━━━ Exercise data

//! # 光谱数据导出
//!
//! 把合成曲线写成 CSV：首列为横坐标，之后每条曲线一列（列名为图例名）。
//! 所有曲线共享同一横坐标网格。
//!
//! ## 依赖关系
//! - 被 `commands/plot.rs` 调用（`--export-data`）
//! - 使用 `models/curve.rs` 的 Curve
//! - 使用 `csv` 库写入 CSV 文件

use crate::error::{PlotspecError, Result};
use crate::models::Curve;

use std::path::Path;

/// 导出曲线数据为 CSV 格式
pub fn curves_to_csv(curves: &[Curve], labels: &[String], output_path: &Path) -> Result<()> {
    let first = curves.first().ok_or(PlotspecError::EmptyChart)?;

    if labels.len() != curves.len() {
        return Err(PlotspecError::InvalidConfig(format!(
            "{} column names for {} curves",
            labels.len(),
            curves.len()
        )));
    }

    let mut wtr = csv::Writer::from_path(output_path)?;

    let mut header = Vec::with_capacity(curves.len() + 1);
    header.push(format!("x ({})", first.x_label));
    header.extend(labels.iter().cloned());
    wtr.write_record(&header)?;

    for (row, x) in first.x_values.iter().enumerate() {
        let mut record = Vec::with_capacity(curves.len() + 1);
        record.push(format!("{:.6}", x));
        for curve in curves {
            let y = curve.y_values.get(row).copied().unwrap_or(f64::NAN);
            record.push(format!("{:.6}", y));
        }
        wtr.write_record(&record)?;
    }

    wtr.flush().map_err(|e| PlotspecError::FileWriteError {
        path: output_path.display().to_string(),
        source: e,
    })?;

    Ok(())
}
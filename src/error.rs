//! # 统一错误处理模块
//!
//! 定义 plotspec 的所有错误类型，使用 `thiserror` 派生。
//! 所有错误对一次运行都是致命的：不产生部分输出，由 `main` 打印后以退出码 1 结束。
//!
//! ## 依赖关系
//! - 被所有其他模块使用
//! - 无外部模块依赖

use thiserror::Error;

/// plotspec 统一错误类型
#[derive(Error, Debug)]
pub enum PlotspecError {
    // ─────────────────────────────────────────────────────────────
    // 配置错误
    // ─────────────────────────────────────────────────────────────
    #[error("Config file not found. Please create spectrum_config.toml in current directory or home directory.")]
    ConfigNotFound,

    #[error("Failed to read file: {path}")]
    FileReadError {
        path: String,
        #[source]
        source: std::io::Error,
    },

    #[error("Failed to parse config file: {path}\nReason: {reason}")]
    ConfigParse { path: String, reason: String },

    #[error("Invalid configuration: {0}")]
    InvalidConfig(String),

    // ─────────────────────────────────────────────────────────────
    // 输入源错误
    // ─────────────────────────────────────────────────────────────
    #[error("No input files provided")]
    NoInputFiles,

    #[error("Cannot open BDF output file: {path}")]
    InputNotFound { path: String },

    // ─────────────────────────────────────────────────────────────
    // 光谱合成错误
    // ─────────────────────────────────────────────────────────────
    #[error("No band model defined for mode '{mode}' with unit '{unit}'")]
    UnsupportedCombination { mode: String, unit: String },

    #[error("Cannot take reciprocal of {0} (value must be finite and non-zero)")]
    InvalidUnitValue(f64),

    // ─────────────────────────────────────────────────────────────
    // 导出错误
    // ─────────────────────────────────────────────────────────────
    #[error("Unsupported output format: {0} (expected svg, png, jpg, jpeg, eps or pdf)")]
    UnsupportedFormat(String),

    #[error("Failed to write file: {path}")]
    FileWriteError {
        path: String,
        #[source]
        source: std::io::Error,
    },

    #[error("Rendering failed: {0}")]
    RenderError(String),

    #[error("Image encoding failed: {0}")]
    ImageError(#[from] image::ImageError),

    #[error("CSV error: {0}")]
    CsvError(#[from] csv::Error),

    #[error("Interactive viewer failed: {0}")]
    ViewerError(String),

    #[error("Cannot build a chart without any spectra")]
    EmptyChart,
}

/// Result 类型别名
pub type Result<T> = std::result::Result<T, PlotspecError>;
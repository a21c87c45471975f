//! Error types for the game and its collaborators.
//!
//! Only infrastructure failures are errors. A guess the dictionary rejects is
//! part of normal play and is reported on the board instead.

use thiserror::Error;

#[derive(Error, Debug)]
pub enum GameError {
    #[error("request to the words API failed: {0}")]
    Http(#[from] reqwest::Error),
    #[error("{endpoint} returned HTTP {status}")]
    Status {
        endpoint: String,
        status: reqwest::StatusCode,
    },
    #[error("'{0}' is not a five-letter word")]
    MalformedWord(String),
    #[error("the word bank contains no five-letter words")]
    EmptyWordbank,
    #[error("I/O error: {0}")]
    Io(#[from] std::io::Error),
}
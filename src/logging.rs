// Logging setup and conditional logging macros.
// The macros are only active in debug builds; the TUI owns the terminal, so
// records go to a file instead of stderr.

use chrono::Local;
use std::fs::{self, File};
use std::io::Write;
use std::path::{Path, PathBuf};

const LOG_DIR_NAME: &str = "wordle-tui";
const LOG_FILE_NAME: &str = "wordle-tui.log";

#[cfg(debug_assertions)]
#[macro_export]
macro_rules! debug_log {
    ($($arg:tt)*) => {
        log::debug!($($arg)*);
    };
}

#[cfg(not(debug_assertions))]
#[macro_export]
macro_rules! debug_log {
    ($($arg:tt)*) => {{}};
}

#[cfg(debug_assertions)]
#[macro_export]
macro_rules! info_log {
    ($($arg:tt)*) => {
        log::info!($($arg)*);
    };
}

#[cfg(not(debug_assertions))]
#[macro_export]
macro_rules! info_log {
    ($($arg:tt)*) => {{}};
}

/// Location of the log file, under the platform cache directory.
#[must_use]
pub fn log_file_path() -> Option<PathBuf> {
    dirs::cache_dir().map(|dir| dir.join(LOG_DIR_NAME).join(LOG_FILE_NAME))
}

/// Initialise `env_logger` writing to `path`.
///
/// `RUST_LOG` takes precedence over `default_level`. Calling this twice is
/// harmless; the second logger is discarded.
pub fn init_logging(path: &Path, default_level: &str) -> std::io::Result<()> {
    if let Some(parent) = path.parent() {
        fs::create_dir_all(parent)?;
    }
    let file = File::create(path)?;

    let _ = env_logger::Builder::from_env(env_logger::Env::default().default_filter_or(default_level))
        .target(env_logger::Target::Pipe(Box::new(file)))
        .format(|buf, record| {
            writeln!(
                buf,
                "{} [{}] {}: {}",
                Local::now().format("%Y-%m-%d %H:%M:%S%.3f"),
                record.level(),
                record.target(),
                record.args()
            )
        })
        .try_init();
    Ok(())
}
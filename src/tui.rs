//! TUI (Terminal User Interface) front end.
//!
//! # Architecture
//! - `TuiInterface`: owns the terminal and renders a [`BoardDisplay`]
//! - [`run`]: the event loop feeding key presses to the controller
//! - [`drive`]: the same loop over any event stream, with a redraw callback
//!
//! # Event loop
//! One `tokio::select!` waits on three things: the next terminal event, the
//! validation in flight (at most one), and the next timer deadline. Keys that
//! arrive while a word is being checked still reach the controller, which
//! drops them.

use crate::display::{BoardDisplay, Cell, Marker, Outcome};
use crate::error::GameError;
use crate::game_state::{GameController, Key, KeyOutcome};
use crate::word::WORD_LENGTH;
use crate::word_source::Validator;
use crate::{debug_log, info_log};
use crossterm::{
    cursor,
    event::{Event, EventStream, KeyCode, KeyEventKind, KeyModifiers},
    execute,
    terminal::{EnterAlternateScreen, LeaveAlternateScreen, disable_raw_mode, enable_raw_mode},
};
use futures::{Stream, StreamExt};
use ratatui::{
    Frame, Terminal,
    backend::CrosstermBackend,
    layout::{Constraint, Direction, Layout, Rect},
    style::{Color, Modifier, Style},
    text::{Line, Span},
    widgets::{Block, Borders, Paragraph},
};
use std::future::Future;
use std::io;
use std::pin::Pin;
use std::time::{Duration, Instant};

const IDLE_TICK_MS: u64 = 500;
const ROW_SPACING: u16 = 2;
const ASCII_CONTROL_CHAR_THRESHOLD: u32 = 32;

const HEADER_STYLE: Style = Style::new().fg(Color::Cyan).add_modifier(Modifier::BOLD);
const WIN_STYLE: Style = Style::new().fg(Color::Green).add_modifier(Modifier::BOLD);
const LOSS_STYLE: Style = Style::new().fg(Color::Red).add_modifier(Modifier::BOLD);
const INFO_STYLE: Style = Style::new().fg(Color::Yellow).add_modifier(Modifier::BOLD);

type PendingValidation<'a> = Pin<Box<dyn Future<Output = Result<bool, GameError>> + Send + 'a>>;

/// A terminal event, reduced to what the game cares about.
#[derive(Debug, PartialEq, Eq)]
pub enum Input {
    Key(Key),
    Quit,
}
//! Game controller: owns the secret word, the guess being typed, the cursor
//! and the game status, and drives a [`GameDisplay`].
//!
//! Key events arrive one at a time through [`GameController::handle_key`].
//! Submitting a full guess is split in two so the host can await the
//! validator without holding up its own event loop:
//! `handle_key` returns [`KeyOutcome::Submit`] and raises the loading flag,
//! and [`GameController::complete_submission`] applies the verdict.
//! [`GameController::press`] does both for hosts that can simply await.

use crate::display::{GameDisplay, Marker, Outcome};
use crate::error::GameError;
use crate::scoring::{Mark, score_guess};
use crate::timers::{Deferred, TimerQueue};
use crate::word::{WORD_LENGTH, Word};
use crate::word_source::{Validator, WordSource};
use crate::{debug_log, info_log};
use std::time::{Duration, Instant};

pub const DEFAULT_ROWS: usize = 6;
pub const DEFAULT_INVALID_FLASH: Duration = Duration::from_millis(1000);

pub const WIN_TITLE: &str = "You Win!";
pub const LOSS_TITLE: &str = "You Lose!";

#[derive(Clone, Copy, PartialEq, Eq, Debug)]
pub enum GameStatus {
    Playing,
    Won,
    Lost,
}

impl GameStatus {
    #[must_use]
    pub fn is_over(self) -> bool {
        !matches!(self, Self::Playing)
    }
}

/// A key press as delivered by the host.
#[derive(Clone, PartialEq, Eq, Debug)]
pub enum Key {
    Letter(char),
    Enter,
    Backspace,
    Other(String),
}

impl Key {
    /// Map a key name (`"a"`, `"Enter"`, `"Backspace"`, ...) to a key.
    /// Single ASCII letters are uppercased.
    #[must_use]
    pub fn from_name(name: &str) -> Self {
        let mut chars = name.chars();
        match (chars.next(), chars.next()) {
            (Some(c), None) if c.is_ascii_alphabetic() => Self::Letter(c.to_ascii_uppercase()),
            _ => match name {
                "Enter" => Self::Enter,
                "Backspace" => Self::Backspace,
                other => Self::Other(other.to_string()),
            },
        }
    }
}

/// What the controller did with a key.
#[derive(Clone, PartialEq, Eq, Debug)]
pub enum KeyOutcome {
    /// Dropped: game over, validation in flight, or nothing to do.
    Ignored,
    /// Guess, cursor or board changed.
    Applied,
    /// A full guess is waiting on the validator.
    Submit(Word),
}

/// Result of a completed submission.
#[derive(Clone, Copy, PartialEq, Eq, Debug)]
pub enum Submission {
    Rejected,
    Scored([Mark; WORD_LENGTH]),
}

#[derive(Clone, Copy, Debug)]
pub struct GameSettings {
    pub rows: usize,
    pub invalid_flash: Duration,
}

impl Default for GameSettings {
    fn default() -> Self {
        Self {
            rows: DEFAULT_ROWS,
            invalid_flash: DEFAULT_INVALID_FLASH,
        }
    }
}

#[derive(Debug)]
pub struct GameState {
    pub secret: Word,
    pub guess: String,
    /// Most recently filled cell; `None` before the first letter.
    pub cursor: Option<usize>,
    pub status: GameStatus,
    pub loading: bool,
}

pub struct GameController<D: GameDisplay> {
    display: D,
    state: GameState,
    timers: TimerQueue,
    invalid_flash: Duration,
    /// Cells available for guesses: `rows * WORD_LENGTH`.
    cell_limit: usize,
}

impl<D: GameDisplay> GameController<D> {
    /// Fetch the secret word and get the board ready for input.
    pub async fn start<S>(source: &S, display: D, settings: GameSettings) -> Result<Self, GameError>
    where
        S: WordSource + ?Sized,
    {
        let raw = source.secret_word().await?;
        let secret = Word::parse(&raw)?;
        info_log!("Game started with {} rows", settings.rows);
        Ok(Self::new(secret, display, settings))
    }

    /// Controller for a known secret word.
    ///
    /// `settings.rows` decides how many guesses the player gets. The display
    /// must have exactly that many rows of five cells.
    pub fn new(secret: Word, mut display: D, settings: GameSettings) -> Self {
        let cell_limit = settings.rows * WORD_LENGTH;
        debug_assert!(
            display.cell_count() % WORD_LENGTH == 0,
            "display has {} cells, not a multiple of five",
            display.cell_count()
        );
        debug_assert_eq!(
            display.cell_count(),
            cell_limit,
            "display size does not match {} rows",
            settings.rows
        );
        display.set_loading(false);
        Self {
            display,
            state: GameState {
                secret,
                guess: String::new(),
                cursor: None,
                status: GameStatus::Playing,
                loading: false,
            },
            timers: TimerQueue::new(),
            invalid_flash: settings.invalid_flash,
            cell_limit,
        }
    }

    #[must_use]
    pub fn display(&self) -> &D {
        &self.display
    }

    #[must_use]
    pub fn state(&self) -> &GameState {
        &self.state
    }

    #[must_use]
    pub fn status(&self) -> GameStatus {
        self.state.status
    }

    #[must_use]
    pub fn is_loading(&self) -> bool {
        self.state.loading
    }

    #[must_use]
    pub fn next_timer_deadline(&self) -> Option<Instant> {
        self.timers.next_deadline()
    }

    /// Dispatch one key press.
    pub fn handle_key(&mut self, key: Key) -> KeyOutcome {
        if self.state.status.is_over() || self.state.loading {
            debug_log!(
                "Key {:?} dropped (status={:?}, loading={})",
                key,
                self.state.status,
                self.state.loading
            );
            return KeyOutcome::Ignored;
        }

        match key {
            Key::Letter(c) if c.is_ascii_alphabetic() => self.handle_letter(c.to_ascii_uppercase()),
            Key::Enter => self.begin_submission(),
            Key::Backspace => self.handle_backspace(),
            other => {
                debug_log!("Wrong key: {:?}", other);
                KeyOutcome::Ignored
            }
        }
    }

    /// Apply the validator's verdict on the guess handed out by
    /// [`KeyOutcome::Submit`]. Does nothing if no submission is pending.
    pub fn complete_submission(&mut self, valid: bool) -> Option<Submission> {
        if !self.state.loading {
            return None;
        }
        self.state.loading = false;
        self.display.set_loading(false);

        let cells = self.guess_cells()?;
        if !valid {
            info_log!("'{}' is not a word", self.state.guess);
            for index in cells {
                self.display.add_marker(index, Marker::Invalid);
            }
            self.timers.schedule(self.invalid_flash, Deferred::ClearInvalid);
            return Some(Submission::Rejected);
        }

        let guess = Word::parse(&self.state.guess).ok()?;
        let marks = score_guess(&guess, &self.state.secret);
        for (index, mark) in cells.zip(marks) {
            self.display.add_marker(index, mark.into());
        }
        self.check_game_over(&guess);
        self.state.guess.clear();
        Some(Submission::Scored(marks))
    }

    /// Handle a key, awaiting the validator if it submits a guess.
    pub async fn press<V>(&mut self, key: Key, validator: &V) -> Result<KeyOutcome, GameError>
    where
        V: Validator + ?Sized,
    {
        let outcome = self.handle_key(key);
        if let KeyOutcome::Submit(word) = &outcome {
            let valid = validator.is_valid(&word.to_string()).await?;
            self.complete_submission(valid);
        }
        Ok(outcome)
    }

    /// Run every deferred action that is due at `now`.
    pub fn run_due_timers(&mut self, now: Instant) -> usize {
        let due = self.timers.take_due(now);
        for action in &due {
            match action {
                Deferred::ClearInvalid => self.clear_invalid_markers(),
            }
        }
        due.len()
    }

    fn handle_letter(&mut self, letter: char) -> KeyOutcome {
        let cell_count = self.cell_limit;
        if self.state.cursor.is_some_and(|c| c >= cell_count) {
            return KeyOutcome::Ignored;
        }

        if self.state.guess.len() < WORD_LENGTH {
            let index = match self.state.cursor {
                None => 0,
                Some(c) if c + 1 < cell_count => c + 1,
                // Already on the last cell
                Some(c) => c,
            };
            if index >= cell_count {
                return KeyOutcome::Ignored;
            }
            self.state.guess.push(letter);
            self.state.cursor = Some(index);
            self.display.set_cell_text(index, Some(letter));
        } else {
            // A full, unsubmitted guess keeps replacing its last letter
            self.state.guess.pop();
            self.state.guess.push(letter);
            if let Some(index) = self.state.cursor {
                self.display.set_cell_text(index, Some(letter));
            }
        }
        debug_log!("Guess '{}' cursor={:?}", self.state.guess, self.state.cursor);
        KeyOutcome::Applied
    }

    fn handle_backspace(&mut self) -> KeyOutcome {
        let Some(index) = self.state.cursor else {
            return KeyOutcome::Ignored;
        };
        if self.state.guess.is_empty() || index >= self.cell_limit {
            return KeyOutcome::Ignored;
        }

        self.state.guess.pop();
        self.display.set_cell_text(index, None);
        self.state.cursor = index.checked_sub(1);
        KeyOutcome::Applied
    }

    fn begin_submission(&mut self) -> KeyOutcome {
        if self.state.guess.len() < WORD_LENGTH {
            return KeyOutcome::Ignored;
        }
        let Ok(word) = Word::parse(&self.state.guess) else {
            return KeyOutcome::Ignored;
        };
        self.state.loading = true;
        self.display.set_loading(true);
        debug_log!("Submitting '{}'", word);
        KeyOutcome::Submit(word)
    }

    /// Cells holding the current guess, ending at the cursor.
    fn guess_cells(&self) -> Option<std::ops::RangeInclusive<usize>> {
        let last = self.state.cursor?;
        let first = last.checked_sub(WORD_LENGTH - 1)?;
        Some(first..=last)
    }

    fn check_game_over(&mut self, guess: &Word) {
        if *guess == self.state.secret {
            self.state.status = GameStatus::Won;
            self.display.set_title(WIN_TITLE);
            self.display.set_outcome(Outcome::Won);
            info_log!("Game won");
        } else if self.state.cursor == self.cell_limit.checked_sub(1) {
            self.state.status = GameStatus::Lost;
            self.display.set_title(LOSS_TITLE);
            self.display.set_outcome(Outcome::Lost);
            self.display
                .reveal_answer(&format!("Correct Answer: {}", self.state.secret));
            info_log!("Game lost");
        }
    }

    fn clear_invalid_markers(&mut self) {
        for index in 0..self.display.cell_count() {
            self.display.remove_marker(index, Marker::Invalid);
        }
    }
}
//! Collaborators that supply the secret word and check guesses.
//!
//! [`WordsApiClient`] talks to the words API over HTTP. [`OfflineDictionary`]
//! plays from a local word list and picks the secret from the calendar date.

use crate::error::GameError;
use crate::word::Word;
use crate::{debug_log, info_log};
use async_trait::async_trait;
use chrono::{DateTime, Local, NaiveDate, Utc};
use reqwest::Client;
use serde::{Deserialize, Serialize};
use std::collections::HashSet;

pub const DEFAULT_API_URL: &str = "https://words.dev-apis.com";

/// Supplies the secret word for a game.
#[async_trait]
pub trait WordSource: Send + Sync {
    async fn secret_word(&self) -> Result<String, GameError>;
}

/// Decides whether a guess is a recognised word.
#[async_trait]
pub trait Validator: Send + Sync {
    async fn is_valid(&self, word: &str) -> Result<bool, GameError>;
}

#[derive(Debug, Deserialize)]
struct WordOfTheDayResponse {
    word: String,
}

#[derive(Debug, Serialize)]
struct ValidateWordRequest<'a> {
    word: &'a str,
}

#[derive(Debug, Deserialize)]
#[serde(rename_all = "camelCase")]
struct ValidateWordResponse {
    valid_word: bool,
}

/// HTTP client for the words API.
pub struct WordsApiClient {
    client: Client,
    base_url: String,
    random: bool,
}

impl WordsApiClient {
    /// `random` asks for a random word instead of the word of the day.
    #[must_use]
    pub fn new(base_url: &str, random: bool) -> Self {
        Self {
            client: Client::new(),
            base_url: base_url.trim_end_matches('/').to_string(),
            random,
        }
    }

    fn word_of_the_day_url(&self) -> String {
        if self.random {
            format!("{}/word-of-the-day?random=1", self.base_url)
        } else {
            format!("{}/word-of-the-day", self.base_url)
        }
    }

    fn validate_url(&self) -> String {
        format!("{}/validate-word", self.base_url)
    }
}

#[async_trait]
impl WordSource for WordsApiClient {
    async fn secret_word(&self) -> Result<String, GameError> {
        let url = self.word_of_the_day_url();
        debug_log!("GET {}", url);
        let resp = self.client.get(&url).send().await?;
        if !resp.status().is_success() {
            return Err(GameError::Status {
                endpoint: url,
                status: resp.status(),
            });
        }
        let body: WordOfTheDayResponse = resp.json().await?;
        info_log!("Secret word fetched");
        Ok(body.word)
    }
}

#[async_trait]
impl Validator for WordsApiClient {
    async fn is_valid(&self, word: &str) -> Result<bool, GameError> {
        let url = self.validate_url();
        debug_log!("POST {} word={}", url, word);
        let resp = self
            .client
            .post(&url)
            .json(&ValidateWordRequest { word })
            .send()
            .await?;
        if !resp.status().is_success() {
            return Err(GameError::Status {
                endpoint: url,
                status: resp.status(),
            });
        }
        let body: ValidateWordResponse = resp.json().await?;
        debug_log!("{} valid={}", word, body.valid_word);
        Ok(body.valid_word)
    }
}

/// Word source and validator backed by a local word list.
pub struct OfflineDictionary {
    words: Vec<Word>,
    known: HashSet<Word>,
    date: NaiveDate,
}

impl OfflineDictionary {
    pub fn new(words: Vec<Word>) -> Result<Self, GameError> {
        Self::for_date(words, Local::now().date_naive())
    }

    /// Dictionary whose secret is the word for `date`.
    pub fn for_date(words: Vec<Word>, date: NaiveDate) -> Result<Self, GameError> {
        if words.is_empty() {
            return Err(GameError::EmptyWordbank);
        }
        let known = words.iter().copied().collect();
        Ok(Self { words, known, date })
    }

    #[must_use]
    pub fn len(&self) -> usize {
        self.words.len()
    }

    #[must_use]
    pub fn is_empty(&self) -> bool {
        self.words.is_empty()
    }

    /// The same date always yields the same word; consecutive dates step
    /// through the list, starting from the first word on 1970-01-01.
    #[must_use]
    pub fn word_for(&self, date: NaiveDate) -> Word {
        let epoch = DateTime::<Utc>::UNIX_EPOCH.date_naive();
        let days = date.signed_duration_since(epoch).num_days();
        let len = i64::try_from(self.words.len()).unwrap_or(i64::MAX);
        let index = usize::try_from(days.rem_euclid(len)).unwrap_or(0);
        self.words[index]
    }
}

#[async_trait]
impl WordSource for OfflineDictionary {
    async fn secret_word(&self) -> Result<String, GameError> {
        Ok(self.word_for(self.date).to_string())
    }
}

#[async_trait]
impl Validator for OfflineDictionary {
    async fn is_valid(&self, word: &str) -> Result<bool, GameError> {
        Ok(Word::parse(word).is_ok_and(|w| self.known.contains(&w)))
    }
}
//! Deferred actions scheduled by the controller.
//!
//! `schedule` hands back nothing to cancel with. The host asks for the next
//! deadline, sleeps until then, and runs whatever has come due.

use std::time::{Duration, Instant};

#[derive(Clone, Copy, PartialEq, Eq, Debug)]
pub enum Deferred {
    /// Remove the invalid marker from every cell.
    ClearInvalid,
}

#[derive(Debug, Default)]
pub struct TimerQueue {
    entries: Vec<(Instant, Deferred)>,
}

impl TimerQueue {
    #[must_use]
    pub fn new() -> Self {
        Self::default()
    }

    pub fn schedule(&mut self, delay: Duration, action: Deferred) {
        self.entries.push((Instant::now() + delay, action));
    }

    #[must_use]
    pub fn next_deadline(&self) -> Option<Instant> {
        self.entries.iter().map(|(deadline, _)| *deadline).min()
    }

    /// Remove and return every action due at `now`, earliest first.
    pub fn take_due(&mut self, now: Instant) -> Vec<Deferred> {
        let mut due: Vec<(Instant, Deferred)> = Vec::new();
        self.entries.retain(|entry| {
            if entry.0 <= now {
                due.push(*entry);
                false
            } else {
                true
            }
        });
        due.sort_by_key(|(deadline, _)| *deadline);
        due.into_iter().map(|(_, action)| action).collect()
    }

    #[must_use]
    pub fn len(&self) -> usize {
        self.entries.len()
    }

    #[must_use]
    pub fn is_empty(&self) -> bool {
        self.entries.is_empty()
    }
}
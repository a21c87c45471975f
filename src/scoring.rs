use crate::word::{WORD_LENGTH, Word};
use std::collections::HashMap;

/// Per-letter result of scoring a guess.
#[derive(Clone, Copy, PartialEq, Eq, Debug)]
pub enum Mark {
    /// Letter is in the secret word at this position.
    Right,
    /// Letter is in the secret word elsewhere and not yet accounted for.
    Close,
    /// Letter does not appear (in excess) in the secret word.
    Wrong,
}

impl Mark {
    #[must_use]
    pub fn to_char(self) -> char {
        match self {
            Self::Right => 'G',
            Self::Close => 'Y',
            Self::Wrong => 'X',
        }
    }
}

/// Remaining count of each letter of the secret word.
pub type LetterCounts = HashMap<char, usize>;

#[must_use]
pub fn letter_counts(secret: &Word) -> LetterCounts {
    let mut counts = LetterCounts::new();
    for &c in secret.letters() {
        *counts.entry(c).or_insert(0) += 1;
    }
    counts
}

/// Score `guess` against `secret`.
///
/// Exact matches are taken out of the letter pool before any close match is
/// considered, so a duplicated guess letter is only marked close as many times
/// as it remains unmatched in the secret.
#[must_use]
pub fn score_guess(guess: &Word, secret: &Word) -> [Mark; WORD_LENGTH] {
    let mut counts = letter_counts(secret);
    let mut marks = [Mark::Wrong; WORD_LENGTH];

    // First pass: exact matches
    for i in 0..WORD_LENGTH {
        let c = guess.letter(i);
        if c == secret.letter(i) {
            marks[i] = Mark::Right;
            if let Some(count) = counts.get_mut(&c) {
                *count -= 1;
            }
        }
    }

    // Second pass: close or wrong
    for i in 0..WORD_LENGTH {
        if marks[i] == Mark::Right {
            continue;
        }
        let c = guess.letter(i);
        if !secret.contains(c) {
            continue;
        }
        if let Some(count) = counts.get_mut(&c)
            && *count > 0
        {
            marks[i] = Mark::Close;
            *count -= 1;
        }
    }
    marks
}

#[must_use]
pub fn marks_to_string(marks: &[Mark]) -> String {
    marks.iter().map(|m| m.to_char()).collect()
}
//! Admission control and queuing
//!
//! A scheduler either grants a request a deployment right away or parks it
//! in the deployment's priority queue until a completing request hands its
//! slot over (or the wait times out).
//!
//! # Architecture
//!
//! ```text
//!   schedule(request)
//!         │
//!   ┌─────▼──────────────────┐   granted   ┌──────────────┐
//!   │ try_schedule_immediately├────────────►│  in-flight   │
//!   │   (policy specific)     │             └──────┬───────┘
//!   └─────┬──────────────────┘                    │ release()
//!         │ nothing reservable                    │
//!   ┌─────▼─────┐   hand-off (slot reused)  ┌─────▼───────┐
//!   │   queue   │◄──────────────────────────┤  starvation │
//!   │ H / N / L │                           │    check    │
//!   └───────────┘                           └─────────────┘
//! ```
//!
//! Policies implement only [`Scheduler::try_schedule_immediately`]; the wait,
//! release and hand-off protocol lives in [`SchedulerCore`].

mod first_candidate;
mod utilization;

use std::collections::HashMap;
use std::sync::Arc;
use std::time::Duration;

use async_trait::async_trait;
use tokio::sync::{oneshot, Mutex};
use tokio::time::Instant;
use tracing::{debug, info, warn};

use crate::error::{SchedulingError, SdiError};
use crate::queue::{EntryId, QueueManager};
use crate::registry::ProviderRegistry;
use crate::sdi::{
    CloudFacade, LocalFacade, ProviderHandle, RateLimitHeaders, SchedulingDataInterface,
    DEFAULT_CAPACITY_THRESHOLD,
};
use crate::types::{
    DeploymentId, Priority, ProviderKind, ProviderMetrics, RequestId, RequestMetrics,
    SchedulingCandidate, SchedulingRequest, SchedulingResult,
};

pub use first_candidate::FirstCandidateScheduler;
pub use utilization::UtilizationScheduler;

━━━━━━

## Work to be completed
Up to and including the line with "use crate::models::Curve;", write out the records above exactly, starting from their first line.

## Written solution
//! # 光谱数据导出
//!
//! 把合成曲线写成 CSV：首列为横坐标，之后每条曲线一列（列名为图例名）。
//! 所有曲线共享同一横坐标网格。
//!
//! ## 依赖关系
//! - 被 `commands/plot.rs` 调用（`--export-data`）
//! - 使用 `models/curve.rs` 的 Curve
//! - 使用 `csv` 库写入 CSV 文件

use crate::error::{PlotspecError, Result};
use crate::models::Curve;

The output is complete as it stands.